=== PROVIDED ENTRIES ===
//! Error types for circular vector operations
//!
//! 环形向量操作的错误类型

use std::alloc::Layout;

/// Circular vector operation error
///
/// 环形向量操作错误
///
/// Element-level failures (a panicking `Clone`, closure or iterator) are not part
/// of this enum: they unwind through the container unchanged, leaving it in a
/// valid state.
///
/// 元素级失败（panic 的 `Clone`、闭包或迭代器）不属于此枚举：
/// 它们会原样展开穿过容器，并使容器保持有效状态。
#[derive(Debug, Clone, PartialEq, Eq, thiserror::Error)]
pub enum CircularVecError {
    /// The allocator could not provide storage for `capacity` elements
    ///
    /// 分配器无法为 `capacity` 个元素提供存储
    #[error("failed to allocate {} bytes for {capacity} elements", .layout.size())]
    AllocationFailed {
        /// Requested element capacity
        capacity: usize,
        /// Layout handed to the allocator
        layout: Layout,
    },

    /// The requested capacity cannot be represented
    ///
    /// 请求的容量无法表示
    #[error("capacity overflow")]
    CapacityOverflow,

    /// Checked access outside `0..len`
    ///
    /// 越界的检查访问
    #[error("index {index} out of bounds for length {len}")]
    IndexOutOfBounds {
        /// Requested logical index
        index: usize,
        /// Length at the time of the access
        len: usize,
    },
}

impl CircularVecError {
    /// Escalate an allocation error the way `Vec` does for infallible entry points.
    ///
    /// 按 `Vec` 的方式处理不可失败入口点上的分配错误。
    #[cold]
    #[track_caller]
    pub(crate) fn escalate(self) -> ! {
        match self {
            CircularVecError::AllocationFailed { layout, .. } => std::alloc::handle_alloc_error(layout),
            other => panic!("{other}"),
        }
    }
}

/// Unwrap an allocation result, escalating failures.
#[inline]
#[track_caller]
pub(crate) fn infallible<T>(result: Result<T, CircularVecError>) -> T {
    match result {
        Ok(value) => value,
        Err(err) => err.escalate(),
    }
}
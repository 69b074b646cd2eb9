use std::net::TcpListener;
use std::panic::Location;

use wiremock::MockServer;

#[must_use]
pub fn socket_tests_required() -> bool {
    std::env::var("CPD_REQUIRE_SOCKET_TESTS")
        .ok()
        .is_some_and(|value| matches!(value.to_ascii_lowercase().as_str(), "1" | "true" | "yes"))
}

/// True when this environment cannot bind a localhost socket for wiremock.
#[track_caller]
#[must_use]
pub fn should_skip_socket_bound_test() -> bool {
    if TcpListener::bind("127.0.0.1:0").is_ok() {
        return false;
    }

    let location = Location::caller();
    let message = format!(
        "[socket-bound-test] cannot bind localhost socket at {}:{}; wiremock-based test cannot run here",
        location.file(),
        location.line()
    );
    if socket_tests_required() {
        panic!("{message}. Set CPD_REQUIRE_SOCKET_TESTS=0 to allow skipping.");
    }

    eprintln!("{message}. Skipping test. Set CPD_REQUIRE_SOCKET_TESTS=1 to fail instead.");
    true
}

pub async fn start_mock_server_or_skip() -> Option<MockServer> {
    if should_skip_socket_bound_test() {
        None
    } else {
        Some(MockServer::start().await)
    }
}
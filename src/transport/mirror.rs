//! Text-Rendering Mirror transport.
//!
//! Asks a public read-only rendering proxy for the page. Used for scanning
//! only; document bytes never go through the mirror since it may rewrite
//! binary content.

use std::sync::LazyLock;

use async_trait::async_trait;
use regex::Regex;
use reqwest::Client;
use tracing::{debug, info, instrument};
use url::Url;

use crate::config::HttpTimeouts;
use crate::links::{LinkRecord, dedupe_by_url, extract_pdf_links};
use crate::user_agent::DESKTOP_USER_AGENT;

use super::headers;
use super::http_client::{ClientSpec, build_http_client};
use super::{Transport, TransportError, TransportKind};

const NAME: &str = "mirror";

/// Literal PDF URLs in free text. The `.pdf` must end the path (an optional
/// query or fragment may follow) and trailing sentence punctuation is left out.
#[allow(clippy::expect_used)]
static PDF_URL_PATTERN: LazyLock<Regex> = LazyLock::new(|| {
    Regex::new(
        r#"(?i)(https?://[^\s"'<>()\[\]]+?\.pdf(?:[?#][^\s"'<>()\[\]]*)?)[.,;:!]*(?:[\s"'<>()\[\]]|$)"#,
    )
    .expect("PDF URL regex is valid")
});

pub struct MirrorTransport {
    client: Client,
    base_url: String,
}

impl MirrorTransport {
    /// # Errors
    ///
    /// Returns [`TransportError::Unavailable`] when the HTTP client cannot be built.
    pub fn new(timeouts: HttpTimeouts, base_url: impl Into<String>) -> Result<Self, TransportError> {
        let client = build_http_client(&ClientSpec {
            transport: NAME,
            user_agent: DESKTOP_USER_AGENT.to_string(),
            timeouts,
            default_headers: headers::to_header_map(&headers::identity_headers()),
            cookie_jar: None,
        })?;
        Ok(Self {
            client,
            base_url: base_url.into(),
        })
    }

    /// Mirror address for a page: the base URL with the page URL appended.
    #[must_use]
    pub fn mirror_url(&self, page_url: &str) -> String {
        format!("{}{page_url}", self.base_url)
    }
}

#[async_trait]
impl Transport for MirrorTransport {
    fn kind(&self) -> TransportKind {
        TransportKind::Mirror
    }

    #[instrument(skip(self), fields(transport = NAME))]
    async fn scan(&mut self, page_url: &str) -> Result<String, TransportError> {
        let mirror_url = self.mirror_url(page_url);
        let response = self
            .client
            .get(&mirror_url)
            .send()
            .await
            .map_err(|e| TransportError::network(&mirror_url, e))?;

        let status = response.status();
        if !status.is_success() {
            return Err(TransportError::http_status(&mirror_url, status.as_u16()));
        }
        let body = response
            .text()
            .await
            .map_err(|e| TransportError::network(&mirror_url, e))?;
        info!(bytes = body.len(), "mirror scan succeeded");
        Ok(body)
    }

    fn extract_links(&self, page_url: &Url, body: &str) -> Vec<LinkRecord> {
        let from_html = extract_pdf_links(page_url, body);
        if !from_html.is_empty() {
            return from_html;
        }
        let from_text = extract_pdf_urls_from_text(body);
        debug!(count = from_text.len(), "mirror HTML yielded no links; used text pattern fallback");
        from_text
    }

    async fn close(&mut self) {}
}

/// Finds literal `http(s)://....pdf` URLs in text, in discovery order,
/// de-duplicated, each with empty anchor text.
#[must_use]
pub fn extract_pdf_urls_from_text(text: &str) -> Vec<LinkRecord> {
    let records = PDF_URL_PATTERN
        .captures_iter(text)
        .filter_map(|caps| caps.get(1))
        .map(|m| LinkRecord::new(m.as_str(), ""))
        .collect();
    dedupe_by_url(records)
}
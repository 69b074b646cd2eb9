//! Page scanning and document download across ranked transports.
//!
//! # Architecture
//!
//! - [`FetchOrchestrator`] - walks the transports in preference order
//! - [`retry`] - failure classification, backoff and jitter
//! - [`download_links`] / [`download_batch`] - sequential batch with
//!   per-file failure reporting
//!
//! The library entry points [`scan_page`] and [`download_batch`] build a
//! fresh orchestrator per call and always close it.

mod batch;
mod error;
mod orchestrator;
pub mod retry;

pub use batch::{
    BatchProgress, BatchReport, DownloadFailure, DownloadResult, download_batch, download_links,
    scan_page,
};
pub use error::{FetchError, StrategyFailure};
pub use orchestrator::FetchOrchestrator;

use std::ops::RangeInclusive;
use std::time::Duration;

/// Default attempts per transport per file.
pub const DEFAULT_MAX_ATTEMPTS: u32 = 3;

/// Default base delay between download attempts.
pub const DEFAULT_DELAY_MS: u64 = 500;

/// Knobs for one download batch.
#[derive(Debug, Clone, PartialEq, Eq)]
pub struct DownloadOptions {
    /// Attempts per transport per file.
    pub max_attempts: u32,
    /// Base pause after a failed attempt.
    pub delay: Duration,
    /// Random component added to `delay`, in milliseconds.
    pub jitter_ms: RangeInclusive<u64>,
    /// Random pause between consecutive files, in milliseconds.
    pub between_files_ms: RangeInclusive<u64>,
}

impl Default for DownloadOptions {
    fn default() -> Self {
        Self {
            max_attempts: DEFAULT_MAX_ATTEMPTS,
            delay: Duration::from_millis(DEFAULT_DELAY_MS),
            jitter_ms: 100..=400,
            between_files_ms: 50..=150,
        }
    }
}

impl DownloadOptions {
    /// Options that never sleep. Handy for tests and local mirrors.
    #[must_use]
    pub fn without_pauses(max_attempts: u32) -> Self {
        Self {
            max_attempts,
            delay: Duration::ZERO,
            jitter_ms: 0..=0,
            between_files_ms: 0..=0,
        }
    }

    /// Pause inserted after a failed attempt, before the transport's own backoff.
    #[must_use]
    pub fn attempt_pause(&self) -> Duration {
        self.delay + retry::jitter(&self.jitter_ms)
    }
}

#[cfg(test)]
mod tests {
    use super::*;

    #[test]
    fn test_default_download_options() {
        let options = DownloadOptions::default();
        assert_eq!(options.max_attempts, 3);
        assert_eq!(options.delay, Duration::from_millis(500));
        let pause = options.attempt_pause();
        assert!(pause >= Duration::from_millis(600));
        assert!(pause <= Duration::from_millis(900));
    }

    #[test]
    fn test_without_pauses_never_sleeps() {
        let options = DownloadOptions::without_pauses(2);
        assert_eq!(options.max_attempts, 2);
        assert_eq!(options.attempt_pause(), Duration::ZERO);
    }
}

=== AIM OF THE TASK ===
Each line in the data that holds the word "localhost" must be copied.

=== TASK RESULT ===
/// True when this environment cannot bind a localhost socket for wiremock.
        "[socket-bound-test] cannot bind localhost socket at {}:{}; wiremock-based test cannot run here",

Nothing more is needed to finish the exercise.